There are two components to energy generation in the motor. Dissipation occurs in the motor windings and in the rotor or core. Core losses are generated by the magnetization of the structure. Eddy currents and changing magnetic domains within the steel core contribute to losses in efficiency of the system manifesting as thermal energy . Losses in the windings occur as a function of the copper resistive losses which increase in high power motors that require large magnetic field strength to drive the rotation . High current can lead to large thermal energy generation. Due to the need to insulate the wires against partial discharge and shorting, this becomes very difficult to cool.
Motors take advantage of heat sinks in the core to cool the rotor section through convection generated by rotation of the motor. In most low power cases, this approach is adequate, but at higher loads more efficient heat transfer is needed. Additive manufacturing has become an integral part of heat sink design for motor cooling in many experimental studies . The flexibility in design shape offered by this process allows for the complex geometry of the motor to be more optimally adhered to. Various fin ratios and shapes can now be easily manufactured and have been shown to improve efficiency of cooling architectures for higher load motors . Additive manufacturing of ceramic and nonmetallic materials has added new avenues for cooling designs within the stator. Ceramic and other nonconductive materials can be used as separators for the winding coils. These separators are hollow and allow the flow of fluid through to minimize insulation separating the windings from the cooling jacket . Various other techniques have attempted to limit the insulation barrier typically dealt with in winding cooling by implementing the cooling jacket within the winding coils by means of nonconductive fluid flow channels .
Thermal management systems for motors depend on the motor size. Typically, smaller motors will utilize air-based cooling mechanisms because of their lower weight and smaller size requirement versus liquid cooling systems. This is especially important for aircraft applications.

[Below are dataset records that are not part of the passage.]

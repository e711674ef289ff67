use chrono::{DateTime, Utc};
use sea_orm::entity::prelude::*;
use serde::{Deserialize, Serialize};
use uuid::Uuid;

pub use super::document_status::DocumentStatus as AdjustmentStatus;

/// Correction document forcing on-hand quantities to counted values.
#[derive(Clone, Debug, PartialEq, Eq, DeriveEntityModel, Serialize, Deserialize)]
#[sea_orm(table_name = "stock_adjustments")]
pub struct Model {
    #[sea_orm(primary_key, auto_increment = false)]
    pub id: Uuid,
    #[sea_orm(unique)]
    pub adjustment_number: String,
    pub warehouse_id: Uuid,
    #[sea_orm(nullable)]
    pub reason: Option<String>,
    pub status: AdjustmentStatus,
    pub created_by: Uuid,
    #[sea_orm(nullable)]
    pub validated_by: Option<Uuid>,
    #[sea_orm(nullable)]
    pub validated_at: Option<DateTime<Utc>>,
    #[sea_orm(nullable)]
    pub notes: Option<String>,
    pub created_at: DateTime<Utc>,
    pub updated_at: DateTime<Utc>,
}

#[derive(Copy, Clone, Debug, EnumIter, DeriveRelation)]
pub enum Relation {
    #[sea_orm(has_many = "super::stock_adjustment_item::Entity")]
    Items,
    #[sea_orm(
        belongs_to = "super::warehouse::Entity",
        from = "Column::WarehouseId",
        to = "super::warehouse::Column::Id"
    )]
    Warehouse,
}

impl Related<super::stock_adjustment_item::Entity> for Entity {
    fn to() -> RelationDef {
        Relation::Items.def()
    }
}

impl Related<super::warehouse::Entity> for Entity {
    fn to() -> RelationDef {
        Relation::Warehouse.def()
    }
}

impl ActiveModelBehavior for ActiveModel {}
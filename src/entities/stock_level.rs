use chrono::{DateTime, Utc};
use sea_orm::entity::prelude::*;
use serde::{Deserialize, Serialize};
use uuid::Uuid;

/// On-hand and reserved quantity for one (product, warehouse) pair.
///
/// `version` is bumped on every write and doubles as the compare-and-set
/// guard for the write path in `services::stock_movement`.
#[derive(Clone, Debug, PartialEq, Eq, DeriveEntityModel, Serialize, Deserialize)]
#[sea_orm(table_name = "stock_levels")]
pub struct Model {
    #[sea_orm(primary_key, auto_increment = false)]
    pub id: Uuid,
    pub product_id: Uuid,
    pub warehouse_id: Uuid,
    pub quantity: i32,
    pub reserved_quantity: i32,
    pub version: i32,
    pub created_at: DateTime<Utc>,
    pub updated_at: DateTime<Utc>,
}

impl Model {
    /// Quantity not earmarked by open delivery orders.
    pub fn available(&self) -> i32 {
        self.quantity - self.reserved_quantity
    }
}

#[derive(Copy, Clone, Debug, EnumIter, DeriveRelation)]
pub enum Relation {
    #[sea_orm(
        belongs_to = "super::product::Entity",
        from = "Column::ProductId",
        to = "super::product::Column::Id"
    )]
    Product,
    #[sea_orm(
        belongs_to = "super::warehouse::Entity",
        from = "Column::WarehouseId",
        to = "super::warehouse::Column::Id"
    )]
    Warehouse,
}

impl Related<super::product::Entity> for Entity {
    fn to() -> RelationDef {
        Relation::Product.def()
    }
}

impl Related<super::warehouse::Entity> for Entity {
    fn to() -> RelationDef {
        Relation::Warehouse.def()
    }
}

impl ActiveModelBehavior for ActiveModel {}
use async_trait::async_trait;
use chrono::{DateTime, Utc};
use serde::{Deserialize, Serialize};
use std::sync::Arc;
use tokio::sync::mpsc::{self, error::TrySendError};
use tracing::{debug, error, info, warn};
use uuid::Uuid;

use crate::errors::ServiceError;

/// Kind of movement document an event refers to.
#[derive(Debug, Clone, Copy, PartialEq, Eq, Serialize, Deserialize, strum::Display)]
#[serde(rename_all = "SCREAMING_SNAKE_CASE")]
#[strum(serialize_all = "SCREAMING_SNAKE_CASE")]
pub enum DocumentKind {
    Receipt,
    DeliveryOrder,
    InternalTransfer,
    StockAdjustment,
}

/// Domain events published after a movement operation commits.
#[derive(Debug, Clone, PartialEq, Serialize, Deserialize)]
pub enum Event {
    ReceiptValidated {
        receipt_id: Uuid,
        receipt_number: String,
        warehouse_id: Uuid,
        product_ids: Vec<Uuid>,
        validated_at: DateTime<Utc>,
    },
    DeliveryOrderCreated {
        order_id: Uuid,
        order_number: String,
        warehouse_id: Uuid,
        reserved_units: i64,
    },
    DeliveryOrderValidated {
        order_id: Uuid,
        order_number: String,
        warehouse_id: Uuid,
        product_ids: Vec<Uuid>,
        validated_at: DateTime<Utc>,
    },
    DeliveryOrderCancelled {
        order_id: Uuid,
        order_number: String,
        released_units: i64,
    },
    TransferValidated {
        transfer_id: Uuid,
        transfer_number: String,
        from_warehouse_id: Uuid,
        to_warehouse_id: Uuid,
        product_ids: Vec<Uuid>,
        validated_at: DateTime<Utc>,
    },
    AdjustmentValidated {
        adjustment_id: Uuid,
        adjustment_number: String,
        warehouse_ids: Vec<Uuid>,
        product_ids: Vec<Uuid>,
        net_change: i64,
        validated_at: DateTime<Utc>,
    },
    DocumentCancelled {
        kind: DocumentKind,
        document_id: Uuid,
        document_number: String,
    },
}

impl Event {
    /// Whether this event changes on-hand stock and therefore stale dashboard figures.
    pub fn changes_stock(&self) -> bool {
        matches!(
            self,
            Event::ReceiptValidated { .. }
                | Event::DeliveryOrderValidated { .. }
                | Event::TransferValidated { .. }
                | Event::AdjustmentValidated { .. }
        )
    }

    pub fn name(&self) -> &'static str {
        match self {
            Event::ReceiptValidated { .. } => "receipt_validated",
            Event::DeliveryOrderCreated { .. } => "delivery_order_created",
            Event::DeliveryOrderValidated { .. } => "delivery_order_validated",
            Event::DeliveryOrderCancelled { .. } => "delivery_order_cancelled",
            Event::TransferValidated { .. } => "transfer_validated",
            Event::AdjustmentValidated { .. } => "adjustment_validated",
            Event::DocumentCancelled { .. } => "document_cancelled",
        }
    }
}

#[derive(Debug, Clone)]
pub struct EventSender {
    sender: mpsc::Sender<Event>,
}

impl EventSender {
    /// Creates a new EventSender
    pub fn new(sender: mpsc::Sender<Event>) -> Self {
        Self { sender }
    }

    /// Sends an event asynchronously
    pub async fn send(&self, event: Event) -> Result<(), ServiceError> {
        self.sender
            .send(event)
            .await
            .map_err(|e| ServiceError::EventError(format!("Failed to send event: {}", e)))
    }

    /// Publishes a post-commit event without waiting for channel capacity.
    ///
    /// The operation that produced it has already committed, so a full or
    /// closed channel drops the event with a warning.
    pub fn send_or_log(&self, event: Event) {
        let name = event.name();
        match self.sender.try_send(event) {
            Ok(()) => {}
            Err(TrySendError::Full(_)) => {
                warn!(event = name, "Event channel full; dropping event after commit");
            }
            Err(TrySendError::Closed(_)) => {
                warn!(event = name, "Event channel closed; dropping event after commit");
            }
        }
    }
}

/// Consumer of published events (dashboard cache invalidation, notifications).
#[async_trait]
pub trait EventHandler: Send + Sync {
    async fn handle_event(&self, event: &Event) -> Result<(), String>;
}

/// Drains the channel, fanning each event out to every handler.
///
/// Handler failures are logged and never stop the loop.
pub async fn process_events(mut rx: mpsc::Receiver<Event>, handlers: Vec<Arc<dyn EventHandler>>) {
    info!("Starting event processing loop");

    while let Some(event) = rx.recv().await {
        debug!(event = event.name(), "Received event: {:?}", event);

        for handler in &handlers {
            if let Err(e) = handler.handle_event(&event).await {
                error!(event = event.name(), error = %e, "Event handler failed");
            }
        }
    }

    info!("Event channel closed, stopping event processing loop");
}

/// Logs stock-changing events so dashboard caches know to refresh.
#[derive(Debug, Default)]
pub struct StockChangeLogger;

#[async_trait]
impl EventHandler for StockChangeLogger {
    async fn handle_event(&self, event: &Event) -> Result<(), String> {
        if event.changes_stock() {
            info!(event = event.name(), "Stock changed; dashboard figures are stale");
        }
        Ok(())
    }
}

#[cfg(test)]
mod tests {
    use super::*;
    use tokio::sync::Mutex;

    #[derive(Default)]
    struct Recorder {
        seen: Mutex<Vec<&'static str>>,
    }

    #[async_trait]
    impl EventHandler for Recorder {
        async fn handle_event(&self, event: &Event) -> Result<(), String> {
            self.seen.lock().await.push(event.name());
            Ok(())
        }
    }

    struct Failing;

    #[async_trait]
    impl EventHandler for Failing {
        async fn handle_event(&self, _event: &Event) -> Result<(), String> {
            Err("handler down".to_string())
        }
    }

    fn cancelled() -> Event {
        Event::DocumentCancelled {
            kind: DocumentKind::Receipt,
            document_id: Uuid::new_v4(),
            document_number: "REC-20240101-001".to_string(),
        }
    }

    #[tokio::test]
    async fn process_events_fans_out_and_survives_handler_errors() {
        let (tx, rx) = mpsc::channel(8);
        let sender = EventSender::new(tx);
        let recorder = Arc::new(Recorder::default());

        sender.send(cancelled()).await.unwrap();
        sender.send(cancelled()).await.unwrap();
        drop(sender);

        process_events(rx, vec![Arc::new(Failing), recorder.clone()]).await;

        assert_eq!(
            *recorder.seen.lock().await,
            vec!["document_cancelled", "document_cancelled"]
        );
    }

    #[tokio::test]
    async fn send_to_closed_channel_is_an_event_error() {
        let (tx, rx) = mpsc::channel(1);
        drop(rx);
        let sender = EventSender::new(tx);

        assert!(matches!(
            sender.send(cancelled()).await,
            Err(ServiceError::EventError(_))
        ));
        // Must not panic or block.
        sender.send_or_log(cancelled());
    }

    #[tokio::test]
    async fn send_or_log_drops_when_channel_is_full() {
        let (tx, mut rx) = mpsc::channel(1);
        let sender = EventSender::new(tx);

        sender.send_or_log(cancelled());
        sender.send_or_log(cancelled());

        assert!(rx.try_recv().is_ok());
        assert!(rx.try_recv().is_err());
    }

    #[test]
    fn only_validations_change_stock() {
        assert!(!cancelled().changes_stock());
        assert!(Event::ReceiptValidated {
            receipt_id: Uuid::new_v4(),
            receipt_number: "REC-20240101-002".into(),
            warehouse_id: Uuid::new_v4(),
            product_ids: vec![],
            validated_at: Utc::now(),
        }
        .changes_stock());
    }
}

The abundance of air-cooling potential in aircraft makes this the logical choice in many applications . In high torque or high RPM applications, liquid cooling may be used.

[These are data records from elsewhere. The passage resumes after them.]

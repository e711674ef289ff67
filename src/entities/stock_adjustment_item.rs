use chrono::{DateTime, Utc};
use sea_orm::entity::prelude::*;
use serde::{Deserialize, Serialize};
use uuid::Uuid;

#[derive(Clone, Debug, PartialEq, Eq, DeriveEntityModel, Serialize, Deserialize)]
#[sea_orm(table_name = "stock_adjustment_items")]
pub struct Model {
    #[sea_orm(primary_key, auto_increment = false)]
    pub id: Uuid,
    pub adjustment_id: Uuid,
    pub product_id: Uuid,
    /// Warehouse the line applies to; may differ from the header's.
    pub warehouse_id: Uuid,
    pub position: i32,
    /// On-hand quantity at the last snapshot (creation, update or validation).
    pub current_quantity: i32,
    /// Counted target quantity.
    pub adjusted_quantity: i32,
    pub difference: i32,
    pub created_at: DateTime<Utc>,
    pub updated_at: DateTime<Utc>,
}

#[derive(Copy, Clone, Debug, EnumIter, DeriveRelation)]
pub enum Relation {
    #[sea_orm(
        belongs_to = "super::stock_adjustment::Entity",
        from = "Column::AdjustmentId",
        to = "super::stock_adjustment::Column::Id",
        on_delete = "Cascade"
    )]
    Adjustment,
}

impl Related<super::stock_adjustment::Entity> for Entity {
    fn to() -> RelationDef {
        Relation::Adjustment.def()
    }
}

impl ActiveModelBehavior for ActiveModel {}
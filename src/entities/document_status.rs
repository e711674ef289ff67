use sea_orm::entity::prelude::*;
use serde::{Deserialize, Serialize};

/// Lifecycle shared by receipts, internal transfers and stock adjustments.
#[derive(
    Debug,
    Clone,
    Copy,
    PartialEq,
    Eq,
    Serialize,
    Deserialize,
    EnumIter,
    DeriveActiveEnum,
    strum::Display,
)]
#[sea_orm(rs_type = "String", db_type = "String(StringLen::N(20))")]
#[serde(rename_all = "SCREAMING_SNAKE_CASE")]
#[strum(serialize_all = "SCREAMING_SNAKE_CASE")]
pub enum DocumentStatus {
    #[sea_orm(string_value = "DRAFT")]
    Draft,
    #[sea_orm(string_value = "WAITING")]
    Waiting,
    #[sea_orm(string_value = "READY")]
    Ready,
    #[sea_orm(string_value = "DONE")]
    Done,
    #[sea_orm(string_value = "CANCELED")]
    Canceled,
}

impl DocumentStatus {
    pub fn is_terminal(self) -> bool {
        matches!(self, Self::Done | Self::Canceled)
    }

    /// Next non-stock lifecycle step, if any.
    pub fn next(self) -> Option<Self> {
        match self {
            Self::Draft => Some(Self::Waiting),
            Self::Waiting => Some(Self::Ready),
            Self::Ready | Self::Done | Self::Canceled => None,
        }
    }
}

/// Delivery-order lifecycle, including the pick/pack sub-states.
#[derive(
    Debug,
    Clone,
    Copy,
    PartialEq,
    Eq,
    Serialize,
    Deserialize,
    EnumIter,
    DeriveActiveEnum,
    strum::Display,
)]
#[sea_orm(rs_type = "String", db_type = "String(StringLen::N(20))")]
#[serde(rename_all = "SCREAMING_SNAKE_CASE")]
#[strum(serialize_all = "SCREAMING_SNAKE_CASE")]
pub enum DeliveryStatus {
    #[sea_orm(string_value = "DRAFT")]
    Draft,
    #[sea_orm(string_value = "PICKING")]
    Picking,
    #[sea_orm(string_value = "PACKING")]
    Packing,
    #[sea_orm(string_value = "READY")]
    Ready,
    #[sea_orm(string_value = "DONE")]
    Done,
    #[sea_orm(string_value = "CANCELED")]
    Canceled,
}

impl DeliveryStatus {
    pub fn is_terminal(self) -> bool {
        matches!(self, Self::Done | Self::Canceled)
    }
}
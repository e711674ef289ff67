//! Product and warehouse lifecycle.

use chrono::Utc;
use sea_orm::{
    ActiveModelTrait, ColumnTrait, ConnectionTrait, DatabaseConnection, EntityTrait, ModelTrait,
    PaginatorTrait, QueryFilter, QueryOrder, Set, TransactionTrait,
};
use serde::{Deserialize, Serialize};
use std::collections::BTreeSet;
use std::sync::Arc;
use tracing::{info, instrument};
use uuid::Uuid;
use validator::Validate;

use crate::entities::product::{self, Entity as Product};
use crate::entities::stock_level::{self, Entity as StockLevel};
use crate::entities::warehouse::{self, Entity as Warehouse};
use crate::errors::ServiceError;

#[derive(Debug, Clone, Serialize, Deserialize, Validate)]
pub struct CreateProductInput {
    #[validate(length(min = 1, max = 64, message = "SKU must be 1-64 characters"))]
    pub sku: String,
    #[validate(length(min = 1, message = "Product name cannot be empty"))]
    pub name: String,
    #[validate(range(min = 0, message = "Reorder point cannot be negative"))]
    pub reorder_point: i32,
    pub category_id: Option<Uuid>,
}

#[derive(Debug, Clone, Serialize, Deserialize, Validate)]
pub struct CreateWarehouseInput {
    #[validate(length(min = 1, message = "Warehouse name cannot be empty"))]
    pub name: String,
    pub location: Option<String>,
}

#[derive(Clone)]
pub struct CatalogService {
    db_pool: Arc<DatabaseConnection>,
}

impl CatalogService {
    pub fn new(db_pool: Arc<DatabaseConnection>) -> Self {
        Self { db_pool }
    }

    #[instrument(skip(self))]
    pub async fn create_product(
        &self,
        input: CreateProductInput,
    ) -> Result<product::Model, ServiceError> {
        input.validate()?;
        let db = &*self.db_pool;

        let existing = Product::find()
            .filter(product::Column::Sku.eq(input.sku.as_str()))
            .one(db)
            .await?;
        if existing.is_some() {
            return Err(ServiceError::Conflict(format!(
                "Product with SKU {} already exists",
                input.sku
            )));
        }

        let now = Utc::now();
        let model = product::ActiveModel {
            id: Set(Uuid::new_v4()),
            sku: Set(input.sku),
            name: Set(input.name),
            reorder_point: Set(input.reorder_point),
            category_id: Set(input.category_id),
            created_at: Set(now),
            updated_at: Set(now),
        }
        .insert(db)
        .await?;

        info!(product_id = %model.id, sku = %model.sku, "Product created");
        Ok(model)
    }

    pub async fn get_product(&self, id: Uuid) -> Result<product::Model, ServiceError> {
        Product::find_by_id(id)
            .one(&*self.db_pool)
            .await?
            .ok_or_else(|| ServiceError::NotFound(format!("Product {} not found", id)))
    }

    pub async fn list_products(&self) -> Result<Vec<product::Model>, ServiceError> {
        Ok(Product::find()
            .order_by_asc(product::Column::Sku)
            .all(&*self.db_pool)
            .await?)
    }

    /// Deletes a product that holds no stock anywhere. Its empty stock rows go with it.
    #[instrument(skip(self))]
    pub async fn delete_product(&self, id: Uuid) -> Result<(), ServiceError> {
        let txn = self.db_pool.begin().await?;

        let product = Product::find_by_id(id)
            .one(&txn)
            .await?
            .ok_or_else(|| ServiceError::NotFound(format!("Product {} not found", id)))?;

        let stocked = StockLevel::find()
            .filter(stock_level::Column::ProductId.eq(id))
            .filter(stock_level::Column::Quantity.gt(0))
            .count(&txn)
            .await?;
        if stocked > 0 {
            return Err(ServiceError::InvalidOperation(format!(
                "Cannot delete product {}: stock on hand in {} warehouse(s)",
                product.sku, stocked
            )));
        }

        StockLevel::delete_many()
            .filter(stock_level::Column::ProductId.eq(id))
            .exec(&txn)
            .await?;
        let sku = product.sku.clone();
        product.delete(&txn).await?;
        txn.commit().await?;

        info!(product_id = %id, sku = %sku, "Product deleted");
        Ok(())
    }

    #[instrument(skip(self))]
    pub async fn create_warehouse(
        &self,
        input: CreateWarehouseInput,
    ) -> Result<warehouse::Model, ServiceError> {
        input.validate()?;

        let now = Utc::now();
        let model = warehouse::ActiveModel {
            id: Set(Uuid::new_v4()),
            name: Set(input.name),
            location: Set(input.location),
            is_active: Set(true),
            created_at: Set(now),
            updated_at: Set(now),
        }
        .insert(&*self.db_pool)
        .await?;

        info!(warehouse_id = %model.id, name = %model.name, "Warehouse created");
        Ok(model)
    }

    pub async fn get_warehouse(&self, id: Uuid) -> Result<warehouse::Model, ServiceError> {
        Warehouse::find_by_id(id)
            .one(&*self.db_pool)
            .await?
            .ok_or_else(|| ServiceError::NotFound(format!("Warehouse {} not found", id)))
    }

    /// Soft-deletes a warehouse that holds neither stock nor reservations.
    #[instrument(skip(self))]
    pub async fn deactivate_warehouse(&self, id: Uuid) -> Result<warehouse::Model, ServiceError> {
        let txn = self.db_pool.begin().await?;

        let warehouse = Warehouse::find_by_id(id)
            .one(&txn)
            .await?
            .ok_or_else(|| ServiceError::NotFound(format!("Warehouse {} not found", id)))?;

        let occupied = StockLevel::find()
            .filter(stock_level::Column::WarehouseId.eq(id))
            .filter(
                stock_level::Column::Quantity
                    .gt(0)
                    .or(stock_level::Column::ReservedQuantity.gt(0)),
            )
            .count(&txn)
            .await?;
        if occupied > 0 {
            return Err(ServiceError::InvalidOperation(format!(
                "Cannot deactivate warehouse {}: {} product(s) still hold stock or reservations",
                warehouse.name, occupied
            )));
        }

        if !warehouse.is_active {
            return Ok(warehouse);
        }

        let mut active: warehouse::ActiveModel = warehouse.into();
        active.is_active = Set(false);
        active.updated_at = Set(Utc::now());
        let updated = active.update(&txn).await?;
        txn.commit().await?;

        info!(warehouse_id = %id, "Warehouse deactivated");
        Ok(updated)
    }
}

/// Loads a warehouse that may receive new documents.
pub(crate) async fn require_active_warehouse<C>(
    conn: &C,
    id: Uuid,
) -> Result<warehouse::Model, ServiceError>
where
    C: ConnectionTrait,
{
    let warehouse = Warehouse::find_by_id(id)
        .one(conn)
        .await?
        .ok_or_else(|| ServiceError::NotFound(format!("Warehouse {} not found", id)))?;

    if !warehouse.is_active {
        return Err(ServiceError::InvalidOperation(format!(
            "Warehouse {} is inactive",
            warehouse.name
        )));
    }
    Ok(warehouse)
}

/// Fails with `NotFound` naming the first unknown product id.
pub(crate) async fn require_products<C>(conn: &C, ids: &[Uuid]) -> Result<(), ServiceError>
where
    C: ConnectionTrait,
{
    let wanted: BTreeSet<Uuid> = ids.iter().copied().collect();
    let found: BTreeSet<Uuid> = Product::find()
        .filter(product::Column::Id.is_in(wanted.iter().copied()))
        .all(conn)
        .await?
        .into_iter()
        .map(|p| p.id)
        .collect();

    match wanted.difference(&found).next() {
        Some(missing) => Err(ServiceError::NotFound(format!(
            "Product {} not found",
            missing
        ))),
        None => Ok(()),
    }
}

#[cfg(test)]
mod tests {
    use super::*;

    #[test]
    fn product_input_validation() {
        let ok = CreateProductInput {
            sku: "WID-001".into(),
            name: "Widget".into(),
            reorder_point: 5,
            category_id: None,
        };
        assert!(ok.validate().is_ok());

        let negative = CreateProductInput {
            reorder_point: -1,
            ..ok.clone()
        };
        assert!(negative.validate().is_err());

        let blank_sku = CreateProductInput {
            sku: String::new(),
            ..ok
        };
        assert!(blank_sku.validate().is_err());
    }
}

4.2 Global Cooling System.
The global cooling system is typically comprised of a cooling loop that moves coolant through the local cooling systems to remove the dissipated energy from each device. The energy gained in the global cooling system is then rejected to the surrounding environment through a heat exchanger, taking advantage of the ram air brought onboard by the propulsion mechanism. Figure 3 gives a general depiction of the overall system, where the coolant moves through a local cooling system at each device. Each device typically has its own local cooling system to optimize the heat removal depending on the device temperature requirements and structure. This is done to best protect each device and ensure improved efficiency. The local cooling system can easily be connected into the global loop by connecting the coolant inlet and outlet for liquid cooling systems.
The global cooling loop is greatly impacted by the rejection limit of the heat exchanger. Ideally, the coolant reservoir volume is minimized to reduce weight and required power. During the takeoff phase, this can be problematic as the reservoir temperature will increase because the heat exchanger cannot remove all the heat generated by the propulsion system. A balance must be struck between increasing coolant temperature and device level temperature during the takeoff phase to maintain safe operating conditions until the cruise altitude is reached and the max dissipated energy subsides.

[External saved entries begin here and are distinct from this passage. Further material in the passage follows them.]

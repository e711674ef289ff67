use sea_orm_migration::prelude::*;

pub struct Migrator;

#[async_trait::async_trait]
impl MigratorTrait for Migrator {
    fn migrations() -> Vec<Box<dyn MigrationTrait>> {
        vec![
            Box::new(m20240301_000001_create_catalog_tables::Migration),
            Box::new(m20240301_000002_create_stock_tables::Migration),
            Box::new(m20240301_000003_create_receipt_tables::Migration),
            Box::new(m20240301_000004_create_delivery_order_tables::Migration),
            Box::new(m20240301_000005_create_internal_transfer_tables::Migration),
            Box::new(m20240301_000006_create_stock_adjustment_tables::Migration),
        ]
    }
}

mod m20240301_000001_create_catalog_tables {

    use sea_orm_migration::prelude::*;

    pub struct Migration;

    impl MigrationName for Migration {
        fn name(&self) -> &str {
            "m20240301_000001_create_catalog_tables"
        }
    }

    #[async_trait::async_trait]
    impl MigrationTrait for Migration {
        async fn up(&self, manager: &SchemaManager) -> Result<(), DbErr> {
            manager
                .create_table(
                    Table::create()
                        .table(Products::Table)
                        .if_not_exists()
                        .col(ColumnDef::new(Products::Id).uuid().primary_key().not_null())
                        .col(
                            ColumnDef::new(Products::Sku)
                                .string_len(64)
                                .not_null()
                                .unique_key(),
                        )
                        .col(ColumnDef::new(Products::Name).string().not_null())
                        .col(
                            ColumnDef::new(Products::ReorderPoint)
                                .integer()
                                .not_null()
                                .default(0),
                        )
                        .col(ColumnDef::new(Products::CategoryId).uuid().null())
                        .col(
                            ColumnDef::new(Products::CreatedAt)
                                .timestamp_with_time_zone()
                                .not_null(),
                        )
                        .col(
                            ColumnDef::new(Products::UpdatedAt)
                                .timestamp_with_time_zone()
                                .not_null(),
                        )
                        .to_owned(),
                )
                .await?;

            manager
                .create_table(
                    Table::create()
                        .table(Warehouses::Table)
                        .if_not_exists()
                        .col(
                            ColumnDef::new(Warehouses::Id)
                                .uuid()
                                .primary_key()
                                .not_null(),
                        )
                        .col(ColumnDef::new(Warehouses::Name).string().not_null())
                        .col(ColumnDef::new(Warehouses::Location).string().null())
                        .col(
                            ColumnDef::new(Warehouses::IsActive)
                                .boolean()
                                .not_null()
                                .default(true),
                        )
                        .col(
                            ColumnDef::new(Warehouses::CreatedAt)
                                .timestamp_with_time_zone()
                                .not_null(),
                        )
                        .col(
                            ColumnDef::new(Warehouses::UpdatedAt)
                                .timestamp_with_time_zone()
                                .not_null(),
                        )
                        .to_owned(),
                )
                .await
        }

        async fn down(&self, manager: &SchemaManager) -> Result<(), DbErr> {
            manager
                .drop_table(Table::drop().table(Warehouses::Table).to_owned())
                .await?;
            manager
                .drop_table(Table::drop().table(Products::Table).to_owned())
                .await
        }
    }

    #[derive(DeriveIden)]
    enum Products {
        Table,
        Id,
        Sku,
        Name,
        ReorderPoint,
        CategoryId,
        CreatedAt,
        UpdatedAt,
    }

    #[derive(DeriveIden)]
    enum Warehouses {
        Table,
        Id,
        Name,
        Location,
        IsActive,
        CreatedAt,
        UpdatedAt,
    }
}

4.3 Advanced Cooling Solutions.
Increased power density will drive the need for more innovative solutions for cooling electric propulsion. Many of the problems associated with the transition to electric have been highlighted so far, including the various environmental and design parameters contributing to the difficulty of thermal management during takeoff. This section will detail a few current efforts to mitigate the issues faced during takeoff to demonstrate various technological combinations that can improve efficiency.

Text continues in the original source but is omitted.